NestJS ships with first-class microservice support, but the documentation glosses over the operational complexity of running message-based services at scale. Here are the patterns that actually matter in production.
Choose your transport layer based on delivery semantics, not familiarity. Redis Pub/Sub is fire-and-forget — no persistence, no acknowledgement, no replay. It's appropriate for ephemeral notifications: cache invalidation signals, real-time UI events, health pings. RabbitMQ gives you durable queues, dead-letter exchanges, and acknowledgement-based delivery. Use it for anything that must not be lost: order processing, billing events, email triggers.

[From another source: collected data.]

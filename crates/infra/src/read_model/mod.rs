//! Listing read model and the dashboard built on it.

pub mod dashboard;
pub mod listing;

pub use dashboard::{DashboardRow, DashboardSummary, render_table, rows, summary};
pub use listing::{InMemoryListing, ListingError, ListingService, Upsert};
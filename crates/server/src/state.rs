//! Application State
//!
//! Shared state across all handlers.

use std::sync::Arc;

use anuvaad_config::Settings;
use anuvaad_core::Result;
use anuvaad_pipeline::PipelineRunner;

#[derive(Clone)]
pub struct AppState {
    pub settings: Arc<Settings>,
    pub runner: Arc<PipelineRunner>,
}

impl AppState {
    /// Builds the full pipeline from settings.
    pub fn new(settings: Settings) -> Result<Self> {
        let runner = PipelineRunner::from_settings(&settings)?;
        Ok(Self {
            settings: Arc::new(settings),
            runner: Arc::new(runner),
        })
    }

    /// State with a preassembled runner, mainly for tests that swap in
    /// mock pipeline stages.
    pub fn with_runner(settings: Settings, runner: PipelineRunner) -> Self {
        Self {
            settings: Arc::new(settings),
            runner: Arc::new(runner),
        }
    }
}
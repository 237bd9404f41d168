//! Text translation trait

use crate::Result;
use async_trait::async_trait;

/// Text-to-text translation interface
///
/// The source language is always auto-detected by the backend; callers
/// only name the target. The target is a plain code rather than
/// [`Language`](crate::Language) so that errors for unsupported targets
/// surface from the backend tagged with the code that was asked for.
#[async_trait]
pub trait TextTranslator: Send + Sync + 'static {
    /// Translate `text` into the language named by `target` (ISO code)
    ///
    /// # Returns
    /// The translated text. Failures carry the target code so callers can
    /// attribute the error without extra bookkeeping.
    async fn translate(&self, text: &str, target: &str) -> Result<String>;

    /// Backend name for logging
    fn backend_name(&self) -> &'static str;
}

#[cfg(test)]
mod tests {
    use super::*;
    use crate::error::PipelineError;

    struct MockTranslator;

    #[async_trait]
    impl TextTranslator for MockTranslator {
        async fn translate(&self, text: &str, target: &str) -> Result<String> {
            if target == "fr" {
                return Err(PipelineError::Translation {
                    language: target.to_string(),
                    message: "unsupported target".to_string(),
                });
            }
            Ok(format!("[{}] {}", target, text))
        }

        fn backend_name(&self) -> &'static str {
            "mock-translate"
        }
    }

    #[tokio::test]
    async fn test_failure_carries_target_code() {
        let translator: Box<dyn TextTranslator> = Box::new(MockTranslator);

        let ok = translator.translate("hello", "hi").await.unwrap();
        assert_eq!(ok, "[hi] hello");

        let err = translator.translate("hello", "fr").await.unwrap_err();
        match err {
            PipelineError::Translation { language, .. } => assert_eq!(language, "fr"),
            other => panic!("unexpected error: {other}"),
        }
    }
}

Mixing the two in the same system is common and correct.
The @MessagePattern decorator works fine for request-reply patterns, but most inter-service communication should be @EventPattern — fire and forget, no response expected. If service A needs a response from service B, that's often a sign the services are too tightly coupled. Consider whether A can subscribe to an event that B emits when work is done, rather than blocking on a synchronous reply.

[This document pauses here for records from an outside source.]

//! Speech processing traits

use crate::audio::{VoiceGender, Waveform};
use crate::language::Language;
use crate::Result;
use async_trait::async_trait;
use std::path::Path;

/// Speech-to-text interface
///
/// Implementations:
/// - `GoogleRecognizer` - hosted recognition sidecar (default)
/// - `WhisperRecognizer` - local Whisper sidecar
///
/// # Example
///
/// ```ignore
/// let stt: Box<dyn SpeechRecognizer> = Box::new(GoogleRecognizer::new(config));
/// if let Some(text) = stt.recognize(&waveform, Some("hi-IN")).await? {
///     println!("Recognized: {}", text);
/// }
/// ```
#[async_trait]
pub trait SpeechRecognizer: Send + Sync + 'static {
    /// Recognize speech in a 16 kHz mono waveform
    ///
    /// # Arguments
    /// * `audio` - Waveform to transcribe
    /// * `locale` - Recognition locale such as `hi-IN`, or `None` to let
    ///   the backend auto-detect the language
    ///
    /// # Returns
    /// `Ok(Some(text))` on a successful transcription, `Ok(None)` when the
    /// backend processed the audio but found no intelligible speech
    async fn recognize(&self, audio: &Waveform, locale: Option<&str>) -> Result<Option<String>>;

    /// Backend name for logging
    fn backend_name(&self) -> &'static str;
}

/// Text-to-speech interface
///
/// Implementations:
/// - `NeuralTts` - neural voices with per-language gender selection
/// - `BasicTts` - single-voice fallback, ignores gender
#[async_trait]
pub trait SpeechSynthesizer: Send + Sync + 'static {
    /// Synthesize text and write the resulting audio file to `out_path`
    ///
    /// # Arguments
    /// * `text` - Text to speak
    /// * `language` - Language the text is written in
    /// * `gender` - Preferred voice gender (backends without gendered
    ///   voices may ignore it)
    /// * `out_path` - Destination file, created or replaced atomically
    async fn synthesize(
        &self,
        text: &str,
        language: Language,
        gender: VoiceGender,
        out_path: &Path,
    ) -> Result<()>;

    /// Backend name for logging
    fn backend_name(&self) -> &'static str;
}

#[cfg(test)]
mod tests {
    use super::*;
    use crate::audio::SAMPLE_RATE;

    struct MockRecognizer;

    #[async_trait]
    impl SpeechRecognizer for MockRecognizer {
        async fn recognize(
            &self,
            _audio: &Waveform,
            locale: Option<&str>,
        ) -> Result<Option<String>> {
            match locale {
                Some("hi-IN") => Ok(Some("नमस्ते".to_string())),
                _ => Ok(None),
            }
        }

        fn backend_name(&self) -> &'static str {
            "mock-stt"
        }
    }

    #[tokio::test]
    async fn test_recognizer_as_trait_object() {
        let stt: Box<dyn SpeechRecognizer> = Box::new(MockRecognizer);
        let wave = Waveform::new(vec![0.0; 160], SAMPLE_RATE);

        let hit = stt.recognize(&wave, Some("hi-IN")).await.unwrap();
        assert_eq!(hit.as_deref(), Some("नमस्ते"));

        let miss = stt.recognize(&wave, None).await.unwrap();
        assert!(miss.is_none());
        assert_eq!(stt.backend_name(), "mock-stt");
    }
}
//! Transcript types

use serde::{Deserialize, Serialize};

/// Text recognized from one audio window
#[derive(Debug, Clone, PartialEq, Serialize, Deserialize)]
pub struct TranscriptSegment {
    /// Window start, seconds from the beginning of the input
    pub start_secs: f64,
    /// Window end, seconds from the beginning of the input
    pub end_secs: f64,
    /// Recognized text, never empty for a stored segment
    pub text: String,
    /// Recognition locale that produced the text, `None` when the
    /// recognizer auto-detected the language
    pub language_used: Option<String>,
}

/// Ordered, non-overlapping transcript of a whole input
#[derive(Debug, Clone, Default, Serialize, Deserialize)]
pub struct Transcript {
    segments: Vec<TranscriptSegment>,
}

impl Transcript {
    pub fn new() -> Self {
        Self::default()
    }

    /// Append a segment. Segments must arrive in playback order.
    pub fn push(&mut self, segment: TranscriptSegment) {
        debug_assert!(segment.start_secs <= segment.end_secs);
        if let Some(last) = self.segments.last() {
            debug_assert!(segment.start_secs >= last.end_secs - 1e-9);
        }
        self.segments.push(segment);
    }

    pub fn segments(&self) -> &[TranscriptSegment] {
        &self.segments
    }

    pub fn len(&self) -> usize {
        self.segments.len()
    }

    /// True when no window produced any text
    pub fn is_empty(&self) -> bool {
        self.segments.is_empty()
    }

    /// Full recognized text, segment texts joined with single spaces
    pub fn text(&self) -> String {
        self.segments
            .iter()
            .map(|s| s.text.as_str())
            .collect::<Vec<_>>()
            .join(" ")
    }
}

#[cfg(test)]
mod tests {
    use super::*;

    fn segment(start: f64, end: f64, text: &str) -> TranscriptSegment {
        TranscriptSegment {
            start_secs: start,
            end_secs: end,
            text: text.to_string(),
            language_used: Some("hi-IN".to_string()),
        }
    }

    #[test]
    fn test_text_joins_segments_with_spaces() {
        let mut transcript = Transcript::new();
        transcript.push(segment(0.0, 45.0, "पहला हिस्सा"));
        transcript.push(segment(45.0, 90.0, "दूसरा हिस्सा"));

        assert_eq!(transcript.len(), 2);
        assert_eq!(transcript.text(), "पहला हिस्सा दूसरा हिस्सा");
    }

    #[test]
    fn test_empty_transcript() {
        let transcript = Transcript::new();
        assert!(transcript.is_empty());
        assert_eq!(transcript.text(), "");
    }

    #[test]
    fn test_segments_preserve_window_bounds() {
        let mut transcript = Transcript::new();
        transcript.push(segment(45.0, 90.0, "text"));
        let stored = &transcript.segments()[0];
        assert_eq!(stored.start_secs, 45.0);
        assert_eq!(stored.end_secs, 90.0);
    }
}
//! Configuration management for the translation pipeline
//!
//! Supports loading configuration from:
//! - YAML/TOML files (config/default, config/{env})
//! - Environment variables (ANUVAAD_ prefix, `__` separator)

pub mod settings;

pub use settings::{
    load_settings, BackendConfig, ObservabilityConfig, PipelineConfig, RecognizerKind,
    ServerConfig, Settings, StorageConfig,
};

use thiserror::Error;

#[derive(Error, Debug)]
pub enum ConfigError {
    #[error("Configuration file not found: {0}")]
    FileNotFound(String),

    #[error("Failed to parse configuration: {0}")]
    ParseError(String),

    #[error("Missing required field: {0}")]
    MissingField(String),

    #[error("Invalid value for {field}: {message}")]
    InvalidValue { field: String, message: String },
}

impl From<config::ConfigError> for ConfigError {
    fn from(err: config::ConfigError) -> Self {
        ConfigError::ParseError(err.to_string())
    }
}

Dead-letter queues are not optional. Every queue that processes business-critical messages needs a corresponding dead-letter exchange configured. When a message fails processing after N retries, it moves to the DLQ rather than being dropped. Set up an alert on DLQ depth — non-zero means something is failing silently. Pair this with structured logging: every message handler should log the message ID, processing result, and duration so you can trace failures.
Redis is excellent for shared ephemeral state between service instances. Common uses: distributed locks (prevent duplicate processing of the same order), session caching (avoid hitting the database on every authenticated request), and rate limiting (sliding window counters per user/IP). Use the ioredis client with NestJS's CacheModule for caching, and a dedicated lock library like redlock for distributed locking.
For local development, resist the temptation to mock queues. Run RabbitMQ and Redis via Docker Compose. Mocking message transport hides entire categories of bugs: serialization issues, routing key mismatches, DLQ configuration errors. The Docker Compose overhead is minimal and the parity with production is worth it.